Focus Area 4: Ethics
3. Setting & Maintaining Healthy Boundaries
Youth work is people work, relational work. Accomplishing good work with youth depends upon having good relationships with them. An important aspect of healthy relationships is healthy boundaries.
However, the casualness of your work with youth may sometimes lull you into letting down your guard regarding the need to maintain the healthy boundaries of a professional relationship. Crossing boundaries as a youth worker is unwise and could potentially harm or endanger a young person.
Some boundaries will be very obvious to you. They will be clear and definitive, like the boundary of no sexual activity with youth. Others may seem less distinct, less clear-cut, or may even be situational, or up to a youth worker’s personal judgment, like decision-making boundaries.
When in doubt, always default to the position and perspective of doing what is in the best interests of the young person. And if you are totally unsure about any boundary questions, by all means consult and confer with your supervisor for guidance.
TYPES OF BOUNDARIES
When discussing the importance of setting and maintaining boundaries, you need to recognize that there are various kinds of relationship boundaries. Here are eight types of boundaries for you to consider:
1. Responsibility Boundaries
Who is responsible for what? Dr. Betty Phillips said it well: “We are responsible TO each other, not FOR each other. This means that each person refuses to rescue or enable another’s immature behavior.”
2. Role Boundaries
What are my roles and what are your roles?

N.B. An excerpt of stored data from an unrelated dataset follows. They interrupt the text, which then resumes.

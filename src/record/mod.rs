//! Typed race records
//!
//! Records are what the fixed-width parsers produce and what the CSV
//! converter consumes. Entrant slots are fixed-size arrays so every record
//! flattens to the same number of columns.

mod program;
mod result;

pub use program::{EntrantFrame, RaceProgramRecord, MEET_RESULT_SLOTS};
pub use result::{EntrantResult, Payout, Payouts, RaceResultRecord, RaceTime};

use chrono::NaiveDate;

/// Number of entrant slots in every race
pub const ENTRANT_SLOTS: usize = 6;

/// Identifies one race: date, venue and race number
#[derive(Debug, Clone, PartialEq, Eq, Hash, PartialOrd, Ord)]
pub struct RaceId {
    pub date: NaiveDate,
    /// Two-digit venue code, e.g. `01` for Kiryu
    pub venue_code: String,
    pub race_number: u8,
}

impl RaceId {
    pub fn new(date: NaiveDate, venue_code: impl Into<String>, race_number: u8) -> Self {
        Self {
            date,
            venue_code: venue_code.into(),
            race_number,
        }
    }

    /// `YYYYMMDD` + venue code + two-digit race number
    pub fn race_code(&self) -> String {
        format!(
            "{}{}{:02}",
            self.date.format("%Y%m%d"),
            self.venue_code,
            self.race_number
        )
    }
}

/// Meeting-level context shared by every race of a venue block
#[derive(Debug, Clone, Default, PartialEq, Eq)]
pub struct MeetingInfo {
    /// Venue name without the `ボートレース` prefix, e.g. `桐生`
    pub venue_name: String,
    /// Meeting title
    pub title: String,
    /// Day ordinal as printed, e.g. `第３日` or `初日`
    pub day_label: String,
}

3. Emotion and Feelings-related Boundaries
Included here is knowing what your own feelings and needs are and what another person’s feelings and needs are and knowing that they do not have to be the same. For example, a youth worker might want to be friendly with a youth but demanding that the youth be a friend would be violating the youth’s boundaries.

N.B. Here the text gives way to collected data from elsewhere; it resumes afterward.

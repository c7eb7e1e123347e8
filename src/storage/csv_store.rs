//! Date-partitioned CSV files on the local filesystem

use crate::archive::ArchiveKind;
use crate::storage::{ArchiveStore, StorageError, StorageResult};
use chrono::NaiveDate;
use std::io::Write;
use std::path::PathBuf;
use tempfile::NamedTempFile;

/// Stores CSVs as `{data_dir}/{results|programs}/{YYYY}/{MM}/{DD}.csv`
#[derive(Debug, Clone)]
pub struct CsvFileStore {
    data_dir: PathBuf,
}

impl CsvFileStore {
    pub fn new(data_dir: impl Into<PathBuf>) -> Self {
        Self {
            data_dir: data_dir.into(),
        }
    }
}

impl ArchiveStore for CsvFileStore {
    fn path_for(&self, date: NaiveDate, kind: ArchiveKind) -> PathBuf {
        self.data_dir
            .join(kind.output_dir())
            .join(date.format("%Y").to_string())
            .join(date.format("%m").to_string())
            .join(format!("{}.csv", date.format("%d")))
    }

    fn exists(&self, date: NaiveDate, kind: ArchiveKind) -> StorageResult<bool> {
        Ok(self.path_for(date, kind).try_exists()?)
    }

    fn write(&self, date: NaiveDate, kind: ArchiveKind, csv: &str) -> StorageResult<PathBuf> {
        let path = self.path_for(date, kind);
        let parent = path
            .parent()
            .ok_or_else(|| StorageError::NoParent(path.clone()))?;

        std::fs::create_dir_all(parent).map_err(|source| StorageError::CreateDir {
            path: parent.to_path_buf(),
            source,
        })?;

        // Written next to the destination so the rename stays on one filesystem
        let write_err = |source| StorageError::Write {
            path: path.clone(),
            source,
        };
        let mut temp = NamedTempFile::new_in(parent).map_err(write_err)?;
        temp.write_all(csv.as_bytes()).map_err(write_err)?;
        temp.as_file().sync_all().map_err(write_err)?;
        temp.persist(&path).map_err(|e| write_err(e.error))?;

        tracing::debug!(path = %path.display(), bytes = csv.len(), "Wrote CSV");
        Ok(path)
    }
}
//! Archive acquisition
//!
//! This module contains everything between an [`ArchiveRequest`] and the raw
//! archive bytes:
//! - [`RateLimitedFetcher`]: single GET with timeout, retry and spacing
//! - [`RequestPacer`]: process-wide minimum interval between requests
//! - [`BackoffPolicy`]: exponential retry schedule
//! - [`Sleeper`]: injectable, interruptible sleeps
//! - [`CircuitBreaker`]: consecutive transient failure tracking
//!
//! [`ArchiveRequest`]: crate::archive::ArchiveRequest

mod backoff;
mod circuit;
mod fetcher;
mod pacer;
mod sleeper;

pub use backoff::BackoffPolicy;
pub use circuit::{CircuitBreaker, CircuitState};
pub use fetcher::{
    build_http_client, classify_status, FetchedArchive, RateLimitedFetcher, StatusClass,
};
pub use pacer::RequestPacer;
pub use sleeper::{SleepOutcome, Sleeper, TokioSleeper};

use thiserror::Error;

/// Errors that can occur while acquiring an archive
#[derive(Debug, Error)]
pub enum FetchError {
    /// Permanent: the source has no archive at this address
    #[error("archive not available (HTTP {status})")]
    NotAvailable { status: u16 },

    /// Retries exhausted (or cut short by the circuit breaker) on timeouts,
    /// connection errors or retryable statuses
    #[error("transient failure after {attempts} attempts: {cause}")]
    Transient { attempts: u32, cause: String },

    /// A status outside the known classes; not retried
    #[error("unexpected HTTP status {status}")]
    Unexpected { status: u16 },

    /// A pacing or backoff sleep was interrupted by shutdown
    #[error("fetch cancelled after {attempts} attempts")]
    Cancelled { attempts: u32 },

    #[error("failed to build HTTP client: {0}")]
    Client(#[from] reqwest::Error),
}

impl FetchError {
    /// Number of HTTP attempts made before the error
    pub fn attempts(&self) -> u32 {
        match self {
            Self::NotAvailable { .. } | Self::Unexpected { .. } => 1,
            Self::Transient { attempts, .. } | Self::Cancelled { attempts } => *attempts,
            Self::Client(_) => 0,
        }
    }
}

In youth work, learning to differentiate your own thoughts and feelings from those of others is a vital skill. It will help you better respect others.
You also need to be aware of violating young people’s emotional boundaries through ridicule, arbitrariness, subtle threats, and insistence on conformity. Also, be alert to destructive uses of humor that are covered with a “just joking” response.
4. Privacy Boundaries
Each of us deserves to know that some things will be private. But in the midst of fast-paced social interaction, sometimes it is unclear what is meant to be private. Better to err on the side of presuming that something said is private.
Try putting yourself in the other’s shoes: Would I want this to remain private? With what I know about this youth, would they prefer this to be private? Additionally, youth generally have a right to choose what they disclose and to whom.
5. Power and Control Boundaries
Here you ask questions like, “Who has the power to make decisions?” and “Which decisions do they have the power to make?” With power comes responsibility.
6. Personal and Professional Life Boundaries
This one arises often in youth work. Frequently it comes in the form of, “What is appropriate for me to self-disclose in this situation?”
A concrete example would be the issue of giving your home address or phone number to a youth.
It is well worth being extra vigilant in deciding what is appropriate to disclose. It is wise to ask yourself:
- Why am I considering disclosing this?
- Would disclosing this really help the youth or would I be doing it more for my self-interests?
7. Relationship Boundaries
Favoritism is a subtle way for relationship boundaries to go awry. It is natural to like some youth more than others. However, you must be mindful of treating each youth with respect and dignity and to try to give each what they need.
8. Physical Privacy Boundaries
The personal space that is comfortable varies by person, situation, and culture.
Not only will you benefit from practicing setting healthy boundaries in your personal and professional life, but it will also help you to notice when youth are establishing healthy or unhealthy boundaries. This will allow you, as a youth worker, to be a positive influence and role model for youth.
Establishing and maintaining healthy boundaries does not happen automatically. It does takes vigilance and work to develop and maintain healthy boundaries with the youth you serve. With more experience, establishing appropriate boundaries gets easier and becomes more natural.
The best advice to avoid violating any boundaries is to always remember your ethical obligation to act in the best interests of youth.